INPUT FOR THIS TASK below:

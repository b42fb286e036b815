//! Modules and per-user module progress.

use chrono::{DateTime, Utc};
use serde::{Deserialize, Serialize};
use sqlx::FromRow;
use uuid::Uuid;

/// An ordered unit of a course offering containing content items.
///
/// `position` is unique within the owning offering and drives the order
/// modules are presented in.
#[derive(Serialize, Deserialize, Clone, FromRow, Debug)]
pub struct Module {
    pub id: Uuid,
    pub offering_id: Uuid,
    pub title: String,
    pub description: String,
    pub position: i64,
}

/// Per-user, per-module progress record.
///
/// Created on first view of a module; `last_accessed` is bumped on every
/// subsequent view. `completed` is set by an explicit student action.
#[derive(Serialize, Deserialize, Clone, FromRow, Debug)]
pub struct ModuleProgress {
    pub user_id: Uuid,
    pub module_id: Uuid,
    pub completed: bool,
    pub last_accessed: DateTime<Utc>,
}
//! HTTP handlers for the course catalog: courses, terms, offerings,
//! modules, enrollments, and module progress.

use crate::{
    errors::AppError,
    models::{course::Course, module::Module},
    services::{
        AppState,
        catalog_service::{NewCourse, NewModule, NewTerm, NewUser},
    },
};
use axum::{
    Json,
    extract::{Path, State},
    http::StatusCode,
    response::IntoResponse,
};
use serde::{Deserialize, Serialize};
use uuid::Uuid;

#[derive(Debug, Deserialize)]
pub struct CreateOfferingReq {
    pub course_id: Uuid,
    pub term_id: Uuid,
    #[serde(default)]
    pub published: bool,
}

#[derive(Debug, Deserialize)]
pub struct AssignTeacherReq {
    pub user_id: Uuid,
}

#[derive(Debug, Deserialize)]
pub struct EnrollReq {
    pub student_id: Uuid,
}

#[derive(Debug, Deserialize)]
pub struct ProgressReq {
    pub user_id: Uuid,
}

/// Offering detail: the surrounding course plus its modules and the entry
/// module a client should land on first.
#[derive(Debug, Serialize)]
pub struct OfferingDetail {
    pub offering_id: Uuid,
    pub course: Course,
    pub published: bool,
    pub modules: Vec<Module>,
    pub first_module_id: Option<Uuid>,
}

/// POST `/users`
pub async fn create_user(
    State(state): State<AppState>,
    Json(new): Json<NewUser>,
) -> Result<impl IntoResponse, AppError> {
    Ok((StatusCode::CREATED, Json(state.catalog.create_user(new).await?)))
}

/// POST `/courses`
pub async fn create_course(
    State(state): State<AppState>,
    Json(new): Json<NewCourse>,
) -> Result<impl IntoResponse, AppError> {
    Ok((StatusCode::CREATED, Json(state.catalog.create_course(new).await?)))
}

/// GET `/courses`
pub async fn list_courses(
    State(state): State<AppState>,
) -> Result<impl IntoResponse, AppError> {
    Ok(Json(state.catalog.list_courses().await?))
}

/// POST `/terms`
pub async fn create_term(
    State(state): State<AppState>,
    Json(new): Json<NewTerm>,
) -> Result<impl IntoResponse, AppError> {
    Ok((StatusCode::CREATED, Json(state.catalog.create_term(new).await?)))
}

/// POST `/offerings`
pub async fn create_offering(
    State(state): State<AppState>,
    Json(req): Json<CreateOfferingReq>,
) -> Result<impl IntoResponse, AppError> {
    let offering = state
        .catalog
        .create_offering(req.course_id, req.term_id, req.published)
        .await?;
    Ok((StatusCode::CREATED, Json(offering)))
}

/// GET `/offerings/{id}` — detail with modules and the entry module.
pub async fn get_offering(
    State(state): State<AppState>,
    Path(offering_id): Path<Uuid>,
) -> Result<Json<OfferingDetail>, AppError> {
    let offering = state.catalog.get_offering(offering_id).await?;
    let course = state.catalog.get_course(offering.course_id).await?;
    let modules = state.catalog.list_modules(offering_id).await?;
    let first_module_id = modules.first().map(|module| module.id);

    Ok(Json(OfferingDetail {
        offering_id: offering.id,
        course,
        published: offering.published,
        modules,
        first_module_id,
    }))
}

/// DELETE `/offerings/{id}` — cascades modules, content, and enrollments.
pub async fn delete_offering(
    State(state): State<AppState>,
    Path(offering_id): Path<Uuid>,
) -> Result<impl IntoResponse, AppError> {
    state.catalog.delete_offering(offering_id).await?;
    Ok(StatusCode::NO_CONTENT)
}

/// POST `/offerings/{id}/teachers`
pub async fn assign_teacher(
    State(state): State<AppState>,
    Path(offering_id): Path<Uuid>,
    Json(req): Json<AssignTeacherReq>,
) -> Result<impl IntoResponse, AppError> {
    state.catalog.assign_teacher(offering_id, req.user_id).await?;
    Ok(StatusCode::NO_CONTENT)
}

/// POST `/offerings/{id}/enrollments`
pub async fn enroll(
    State(state): State<AppState>,
    Path(offering_id): Path<Uuid>,
    Json(req): Json<EnrollReq>,
) -> Result<impl IntoResponse, AppError> {
    let enrollment = state.catalog.enroll(offering_id, req.student_id).await?;
    Ok((StatusCode::CREATED, Json(enrollment)))
}

/// POST `/offerings/{id}/modules`
pub async fn create_module(
    State(state): State<AppState>,
    Path(offering_id): Path<Uuid>,
    Json(new): Json<NewModule>,
) -> Result<impl IntoResponse, AppError> {
    let module = state.catalog.create_module(offering_id, new).await?;
    Ok((StatusCode::CREATED, Json(module)))
}

/// GET `/offerings/{id}/modules`
pub async fn list_modules(
    State(state): State<AppState>,
    Path(offering_id): Path<Uuid>,
) -> Result<impl IntoResponse, AppError> {
    Ok(Json(state.catalog.list_modules(offering_id).await?))
}

/// GET `/modules/{id}`
pub async fn get_module(
    State(state): State<AppState>,
    Path(module_id): Path<Uuid>,
) -> Result<impl IntoResponse, AppError> {
    Ok(Json(state.catalog.get_module(module_id).await?))
}

/// DELETE `/modules/{id}` — cascades to the module's content.
pub async fn delete_module(
    State(state): State<AppState>,
    Path(module_id): Path<Uuid>,
) -> Result<impl IntoResponse, AppError> {
    state.catalog.delete_module(module_id).await?;
    Ok(StatusCode::NO_CONTENT)
}

/// POST `/modules/{id}/view` — upsert the viewer's progress row.
pub async fn view_module(
    State(state): State<AppState>,
    Path(module_id): Path<Uuid>,
    Json(req): Json<ProgressReq>,
) -> Result<impl IntoResponse, AppError> {
    let progress = state.catalog.record_module_view(req.user_id, module_id).await?;
    Ok(Json(progress))
}

/// POST `/modules/{id}/complete`
pub async fn complete_module(
    State(state): State<AppState>,
    Path(module_id): Path<Uuid>,
    Json(req): Json<ProgressReq>,
) -> Result<impl IntoResponse, AppError> {
    let progress = state.catalog.complete_module(req.user_id, module_id).await?;
    Ok(Json(progress))
}

/// GET `/users/{id}/home` — student home view.
pub async fn student_home(
    State(state): State<AppState>,
    Path(user_id): Path<Uuid>,
) -> Result<impl IntoResponse, AppError> {
    Ok(Json(state.catalog.student_home(user_id).await?))
}

/// GET `/users/{id}/teaching` — teacher home view.
pub async fn teacher_home(
    State(state): State<AppState>,
    Path(user_id): Path<Uuid>,
) -> Result<impl IntoResponse, AppError> {
    Ok(Json(state.catalog.teacher_home(user_id).await?))
}
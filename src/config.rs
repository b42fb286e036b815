use anyhow::{Context, Result};
use clap::Parser;
use std::env;

/// Centralized application configuration.
/// Combines environment variables and CLI arguments.
#[derive(Debug, Clone)]
pub struct AppConfig {
    pub host: String,
    pub port: u16,
    pub upload_dir: String,
    pub database_url: String,

    /// Endpoint of the generative-AI enrichment service.
    pub ai_api_url: String,

    /// Credential for the enrichment service, injected into the client at
    /// construction rather than read from the environment at call time.
    pub ai_api_key: String,

    /// Upper bound on a single enrichment call, in seconds.
    pub ai_timeout_secs: u64,
}

/// Command-line + environment configuration.
#[derive(Parser, Debug)]
#[command(author, version, about = "Accessible course platform API")]
pub struct Args {
    /// Host to bind to (overrides EDUACCESS_HOST)
    #[arg(long)]
    pub host: Option<String>,

    /// Port to bind to (overrides EDUACCESS_PORT)
    #[arg(long)]
    pub port: Option<u16>,

    /// Directory where uploaded payloads are stored (overrides EDUACCESS_UPLOAD_DIR)
    #[arg(long)]
    pub upload_dir: Option<String>,

    /// Database URL (overrides EDUACCESS_DATABASE_URL)
    #[arg(long)]
    pub database_url: Option<String>,

    /// Enrichment service endpoint (overrides EDUACCESS_AI_API_URL)
    #[arg(long)]
    pub ai_api_url: Option<String>,

    /// Enrichment service API key (overrides EDUACCESS_AI_API_KEY)
    #[arg(long)]
    pub ai_api_key: Option<String>,

    /// Enrichment call timeout in seconds (overrides EDUACCESS_AI_TIMEOUT_SECS)
    #[arg(long)]
    pub ai_timeout_secs: Option<u64>,

    /// Run migrations and exit
    #[arg(long)]
    pub migrate: bool,
}

impl AppConfig {
    /// Parse environment variables + CLI args into AppConfig and migrate flag.
    pub fn from_env_and_args() -> Result<(Self, bool)> {
        // Parse CLI once
        let args = Args::parse();

        // --- Environment fallback ---
        let env_host = env::var("EDUACCESS_HOST").unwrap_or_else(|_| "0.0.0.0".into());
        let env_port = match env::var("EDUACCESS_PORT") {
            Ok(value) => value
                .parse::<u16>()
                .with_context(|| format!("parsing EDUACCESS_PORT value `{}`", value))?,
            Err(env::VarError::NotPresent) => 3000,
            Err(err) => return Err(err).context("reading EDUACCESS_PORT"),
        };
        let env_upload =
            env::var("EDUACCESS_UPLOAD_DIR").unwrap_or_else(|_| "./data/uploads".into());
        let env_db = env::var("EDUACCESS_DATABASE_URL")
            .unwrap_or_else(|_| "sqlite://./data/meta/eduaccess.db".into());
        let env_ai_url = env::var("EDUACCESS_AI_API_URL").unwrap_or_else(|_| {
            "https://generativelanguage.googleapis.com/v1beta/models/gemini-1.5-flash:generateContent"
                .into()
        });
        let env_ai_key = env::var("EDUACCESS_AI_API_KEY").unwrap_or_default();
        let env_ai_timeout = match env::var("EDUACCESS_AI_TIMEOUT_SECS") {
            Ok(value) => value
                .parse::<u64>()
                .with_context(|| format!("parsing EDUACCESS_AI_TIMEOUT_SECS value `{}`", value))?,
            Err(env::VarError::NotPresent) => 60,
            Err(err) => return Err(err).context("reading EDUACCESS_AI_TIMEOUT_SECS"),
        };

        // --- Merge ---
        let cfg = Self {
            host: args.host.unwrap_or(env_host),
            port: args.port.unwrap_or(env_port),
            upload_dir: args.upload_dir.unwrap_or(env_upload),
            database_url: args.database_url.unwrap_or(env_db),
            ai_api_url: args.ai_api_url.unwrap_or(env_ai_url),
            ai_api_key: args.ai_api_key.unwrap_or(env_ai_key),
            ai_timeout_secs: args.ai_timeout_secs.unwrap_or(env_ai_timeout),
        };

        Ok((cfg, args.migrate))
    }

    pub fn addr(&self) -> String {
        format!("{}:{}", self.host, self.port)
    }
}
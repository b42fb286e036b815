//! Core data models for the eduaccess backend.
//!
//! These entities mirror the relational schema in `migrations/0001_init.sql`.
//! They map to database rows via `sqlx::FromRow` and serialize naturally as
//! JSON via `serde`.

pub mod accessibility;
pub mod content;
pub mod course;
pub mod module;
pub mod user;
//! HTTP handlers for per-user accessibility profiles.

use crate::{
    errors::AppError,
    services::{AppState, accessibility_service::ProfileUpdate},
};
use axum::{
    Json,
    extract::{Path, State},
    response::IntoResponse,
};
use uuid::Uuid;

/// GET `/users/{id}/accessibility-profile` — created with defaults on
/// first access.
pub async fn get_profile(
    State(state): State<AppState>,
    Path(user_id): Path<Uuid>,
) -> Result<impl IntoResponse, AppError> {
    Ok(Json(state.accessibility.profile(user_id).await?))
}

/// PUT `/users/{id}/accessibility-profile` — reset-then-apply save.
pub async fn save_profile(
    State(state): State<AppState>,
    Path(user_id): Path<Uuid>,
    Json(update): Json<ProfileUpdate>,
) -> Result<impl IntoResponse, AppError> {
    Ok(Json(state.accessibility.save_profile(user_id, update).await?))
}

End of INPUT FOR THIS TASK.

Show all lines from the entries that hold "variables".

§ COMPLETED EXERCISE
/// Combines environment variables and CLI arguments.
    /// Parse environment variables + CLI args into AppConfig and migrate flag.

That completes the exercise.